Posted by: Billiam Smith | June 26, 2012 at 09:19 PM
"Just go into Google News and search "Parliamentary Budget Officer" or "Kevin Page"."
As usual, the standard media coverage sucks; there is more discussion of style and spin than substance.
Is that all you got?
Posted by: Simon van Norden | June 27, 2012 at 07:23 AM
"Is that all you got?"
Well, I'm afraid it does not seem to have made the New York Times or The Guardian yet.
Posted by: Livio Di Matteo | June 27, 2012 at 10:24 AM
The issue of the government's combativeness on this is certainly depressing, but as with so many other things about this government, I am of the "meet the new boss" school of thought. Those over 30 may remember the infamous centralization and message control that occurred under Chretien; the only difference with the Tories is that they are more overtly neurotic about it. I know the PBO wasn't around in the 90s and early oughts, but when Chretien had faced information requests of this type during his reign, he usually said, "Whatever", let people do their thing, then went on to ridicule and harass any critics, and defended his gangsta ministers in the House. The only difference between that era and the current one is that we have gone from Anitsocial Personality Disorder to Paranoid Personality Disorder. (And, frankly, if Harper tried to strangle someone in public, he would have been sent fleeing to Miquelon; the last guy just laughed it off.)
It is true that the context has changed and information is more available. But so is misinformation. And since the latter is more readily crafted and controlled, everyone--governments, opposition parties, and outsiders--have a greater incentive to develop misinformation than to dig up and review real information.

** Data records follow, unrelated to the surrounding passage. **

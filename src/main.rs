use log::{error, info};
use std::process;

use analytical_view_config::{
    config::{Config, LocalStoreConfig, PostgresConfig, TableConfig},
    config_store::{ConfigStore, LocalConfigStore, PostgresConfigStore},
    retrieve_config, TrimUppercase,
};

async fn build_store(
    config: &Config,
) -> Result<Box<dyn ConfigStore + Send + Sync>, Box<dyn std::error::Error>> {
    match config.config_store.as_str() {
        "postgres" => {
            info!("Using PostgresConfigStore");
            let postgres_config = PostgresConfig::new().map_err(|e| {
                error!("Failed to initialize Postgres config: {}", e);
                e
            })?;
            let tables = TableConfig::new().map_err(|e| {
                error!("Failed to initialize table config: {}", e);
                e
            })?;
            let store = PostgresConfigStore::new(postgres_config, tables)
                .await
                .map_err(|e| {
                    error!("Failed to connect to the config db: {}", e);
                    e
                })?;
            Ok(Box::new(store))
        }
        "local" => {
            info!("Using LocalConfigStore");
            let local_config = LocalStoreConfig::new().map_err(|e| {
                error!("Failed to initialize local store config: {}", e);
                e
            })?;
            Ok(Box::new(LocalConfigStore::from_json_file(
                &local_config.json_path,
            )?))
        }
        val => Err(format!("Incorrect config store type: {}", val).into()),
    }
}

#[tokio::main]
async fn main() -> Result<(), Box<dyn std::error::Error>> {
    env_logger::init();

    let config = Config::new().map_err(|e| {
        error!("Failed to initialize config: {}", e);
        e
    })?;

    let view_name = match std::env::args()
        .nth(1)
        .or_else(|| config.analytical_view_name.clone())
    {
        Some(name) => name,
        None => {
            error!("Usage: analytical-view-config <VIEW_NAME> (or set ANALYTICAL_VIEW_NAME)");
            process::exit(1);
        }
    };

    let store = match build_store(&config).await {
        Ok(store) => store,
        Err(e) => {
            error!("Failed to create config store: {}", e);
            process::exit(1);
        }
    };

    let analytical_view = match retrieve_config(store.as_ref(), &TrimUppercase, &view_name).await {
        Ok(value) => value,
        Err(e) => {
            error!("Failed to read configuration of {}: {}", view_name, e);
            process::exit(1);
        }
    };

    let output = if config.pretty_output {
        serde_json::to_string_pretty(&analytical_view)?
    } else {
        serde_json::to_string(&analytical_view)?
    };
    println!("{}", output);

    Ok(())
}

I agree with Billiam that there is much going in the civil service (according to my sources) that is simply unresolved and highly uncertain, and reliable information may not yet exist. I think this also has to be looked at in organizational terms where a relatively new entity (PBO) simply does not have enough history behind it for its role to be relatively settled in government, in contrast to the CBO in the US.

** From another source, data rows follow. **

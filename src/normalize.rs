use crate::value::Value;
use indexmap::IndexMap;
use std::collections::HashSet;
use thiserror::Error;

#[derive(Error, Debug, Clone, PartialEq)]
pub enum NormalizeError {
    #[error("Cannot normalize non-text value of kind {0}")]
    NotText(String),
}

/// Canonicalization rule for scalar leaves of a configuration tree.
pub trait TextNormalizer {
    /// Normalize one scalar: never called with null, arrays or objects.
    fn normalize(&self, value: &Value) -> Result<Value, NormalizeError>;
}

/// Strips surrounding whitespace and upper-cases text.
#[derive(Debug, Clone, Copy, Default)]
pub struct TrimUppercase;

impl TextNormalizer for TrimUppercase {
    fn normalize(&self, value: &Value) -> Result<Value, NormalizeError> {
        match value {
            Value::String(s) => Ok(Value::String(s.trim().to_uppercase())),
            other => Err(NormalizeError::NotText(other.kind().to_string())),
        }
    }
}

/// Recursively apply `func` to the scalar leaves of `value`.
///
/// Objects are rebuilt with the same keys in the same order; an entry whose
/// key is in `skipped_keys` is copied over untouched, nested or not. Arrays
/// keep their length and order, and their elements are never skipped. Null
/// stays null without calling `func`. The first error from `func` aborts the
/// walk.
pub fn apply_func<F, E>(
    value: &Value,
    func: &F,
    skipped_keys: &HashSet<String>,
) -> Result<Value, E>
where
    F: Fn(&Value) -> Result<Value, E>,
{
    match value {
        Value::Object(map) => {
            let mut result = IndexMap::with_capacity(map.len());
            for (k, v) in map {
                let v = if skipped_keys.contains(k) {
                    v.clone()
                } else {
                    apply_func(v, func, skipped_keys)?
                };
                result.insert(k.clone(), v);
            }
            Ok(Value::Object(result))
        }
        Value::Array(items) => items
            .iter()
            .map(|v| apply_func(v, func, skipped_keys))
            .collect::<Result<Vec<_>, E>>()
            .map(Value::Array),
        Value::Null => Ok(Value::Null),
        scalar => func(scalar),
    }
}

/// [`apply_func`] driven by a [`TextNormalizer`].
pub fn normalize_with<N>(
    value: &Value,
    normalizer: &N,
    skipped_keys: &HashSet<String>,
) -> Result<Value, NormalizeError>
where
    N: TextNormalizer + ?Sized,
{
    apply_func(value, &|v: &Value| normalizer.normalize(v), skipped_keys)
}

#[cfg(test)]
mod tests {
    use super::*;
    use rstest::*;
    use serde_json::json;
    use std::convert::Infallible;

    fn upper(v: &Value) -> Result<Value, Infallible> {
        Ok(match v {
            Value::String(s) => Value::String(s.trim().to_uppercase()),
            other => other.clone(),
        })
    }

    fn keys(names: &[&str]) -> HashSet<String> {
        names.iter().map(|s| s.to_string()).collect()
    }

    fn tree(json: serde_json::Value) -> Value {
        Value::from(json)
    }

    /// `Value` equality ignores object key order; the serialized form does not.
    fn assert_same_order(actual: &Value, expected: &Value) {
        assert_eq!(
            serde_json::to_string(actual).unwrap(),
            serde_json::to_string(expected).unwrap()
        );
    }

    #[rstest]
    #[case::null(json!(null), json!(null))]
    #[case::scalar(json!(" abc "), json!("ABC"))]
    #[case::empty_object(json!({}), json!({}))]
    #[case::empty_array(json!([]), json!([]))]
    #[case::flat_object(json!({"b": null, "a": "x"}), json!({"b": null, "a": "X"}))]
    #[case::array_of_objects(
        json!([
            {"dimension": " region ", "column_in_source_table": "region_id", "analytical_view_name": "sales"},
            {"dimension": "city", "column_in_source_table": "city_id", "analytical_view_name": "sales"}
        ]),
        json!([
            {"dimension": "REGION", "column_in_source_table": "REGION_ID", "analytical_view_name": "SALES"},
            {"dimension": "CITY", "column_in_source_table": "CITY_ID", "analytical_view_name": "SALES"}
        ])
    )]
    #[case::mixed_nesting(
        json!({"outer": [{"z": "q", "inner": {"deep": [" a ", ["b", {"c": "d", "b": "e"}]], "alpha": "f"}}]}),
        json!({"outer": [{"z": "Q", "inner": {"deep": ["A", ["B", {"c": "D", "b": "E"}]], "alpha": "F"}}]})
    )]
    fn test_apply_func_shapes(
        #[case] input: serde_json::Value,
        #[case] expected: serde_json::Value,
    ) {
        let result = apply_func(&tree(input), &upper, &HashSet::new()).unwrap();
        let expected = tree(expected);
        assert_eq!(result, expected);
        assert_same_order(&result, &expected);
    }

    #[test]
    fn test_apply_func_preserves_key_order() {
        let mut map = IndexMap::new();
        map.insert("zeta".to_string(), Value::from("z"));
        map.insert("alpha".to_string(), Value::from("a"));
        map.insert("mid".to_string(), Value::Null);
        let input = Value::Object(map);

        let result = apply_func(&input, &upper, &keys(&["alpha"])).unwrap();
        let result_keys: Vec<&String> = result.as_object().unwrap().keys().collect();
        assert_eq!(result_keys, vec!["zeta", "alpha", "mid"]);
    }

    #[test]
    fn test_skipped_keys_are_copied_untouched() {
        let input = tree(json!({
            "id": " keep me ",
            "nested": {"x": " y "},
            "name": " change me "
        }));
        let result = apply_func(&input, &upper, &keys(&["id", "nested", "absent"])).unwrap();

        assert_eq!(result.get("id"), input.get("id"));
        assert_eq!(result.get("nested"), input.get("nested"));
        assert_eq!(result.get("name"), Some(&Value::from("CHANGE ME")));
    }

    #[test]
    fn test_skipped_keys_apply_inside_arrays() {
        let input = tree(json!([{"v": " b ", "id": " a "}, "id"]));
        let result = apply_func(&input, &upper, &keys(&["id"])).unwrap();
        assert_same_order(&result, &tree(json!([{"v": "B", "id": " a "}, "ID"])));
    }

    #[test]
    fn test_sequence_elements_normalized_independently() {
        let input = tree(json!([" a ", null, {"k": " v "}, [" w "]]));
        let result = apply_func(&input, &upper, &HashSet::new()).unwrap();
        let (items, normalized_items) = (input.as_array().unwrap(), result.as_array().unwrap());
        assert_eq!(items.len(), normalized_items.len());
        for (item, normalized) in items.iter().zip(normalized_items) {
            assert_eq!(&apply_func(item, &upper, &HashSet::new()).unwrap(), normalized);
        }
    }

    #[test]
    fn test_null_never_reaches_func() {
        let failing = |_: &Value| -> Result<Value, String> { Err("called".to_string()) };
        let input = tree(json!({"a": null, "b": [null, null]}));
        assert_eq!(apply_func(&input, &failing, &HashSet::new()).unwrap(), input);
    }

    #[test]
    fn test_func_error_propagates() {
        let failing = |v: &Value| -> Result<Value, String> {
            match v.as_str() {
                Some("bad") => Err("bad value".to_string()),
                _ => Ok(v.clone()),
            }
        };
        let input = tree(json!({"ok": "fine", "list": ["also fine", "bad"]}));
        assert_eq!(
            apply_func(&input, &failing, &HashSet::new()),
            Err("bad value".to_string())
        );
    }

    #[test]
    fn test_input_not_mutated() {
        let input = tree(json!({"a": [" x "]}));
        let snapshot = input.clone();
        let _ = apply_func(&input, &upper, &HashSet::new()).unwrap();
        assert_eq!(input, snapshot);
    }

    #[test]
    fn test_idempotent_for_idempotent_func() {
        let input = tree(json!({"definition": {"a": " Mixed Case "}, "dimensions": [{"d": " x"}]}));
        let once = normalize_with(&input, &TrimUppercase, &HashSet::new()).unwrap();
        let twice = normalize_with(&once, &TrimUppercase, &HashSet::new()).unwrap();
        assert_eq!(once, twice);
    }

    #[test]
    fn test_deep_nesting() {
        let mut value = Value::from(" leaf ");
        for depth in 0..200 {
            value = if depth % 2 == 0 {
                Value::Array(vec![value])
            } else {
                let mut map = IndexMap::new();
                map.insert("child".to_string(), value);
                Value::Object(map)
            };
        }
        let mut result = normalize_with(&value, &TrimUppercase, &HashSet::new()).unwrap();
        loop {
            result = match result {
                Value::Array(mut items) => items.remove(0),
                Value::Object(mut map) => map.swap_remove("child").unwrap(),
                leaf => {
                    assert_eq!(leaf, Value::from("LEAF"));
                    break;
                }
            };
        }
    }

    #[rstest]
    #[case::plain("sales", "SALES")]
    #[case::padded("  raw_sales\t", "RAW_SALES")]
    #[case::inner_space(" a b ", "A B")]
    #[case::empty("", "")]
    fn test_trim_uppercase(#[case] input: &str, #[case] expected: &str) {
        assert_eq!(
            TrimUppercase.normalize(&Value::from(input)),
            Ok(Value::from(expected))
        );
    }

    #[rstest]
    #[case::int(Value::Int(3), "int")]
    #[case::boolean(Value::Boolean(true), "boolean")]
    #[case::float(Value::Float(0.5), "float")]
    fn test_trim_uppercase_rejects_non_text(#[case] input: Value, #[case] kind: &str) {
        assert_eq!(
            TrimUppercase.normalize(&input),
            Err(NormalizeError::NotText(kind.to_string()))
        );
    }
}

Posted by: Shangwen | June 27, 2012 at 11:22 AM
Hi Simon,
In 2008, the PBO worked with the government's central agencies to establish a formal information protocol. The details are available here:
http://www.parl.gc.ca/PBO-DPB/documents/Information%20Protocol.pdf
All formal PBO info requests and government responses to-date can be found here:
http://www.parl.gc.ca/PBO-DPB/InformationRequests.aspx?Language=E
Posted by: Stephen Tapp | June 27, 2012 at 02:07 PM
I'm surprised we haven't seen a post about this: http://www42.statcan.gc.ca/smr09/smr09_039a-eng.htm
Posted by: Bob Smith | June 29, 2012 at 02:38 PM
Bob Smith: darkness is the new standard.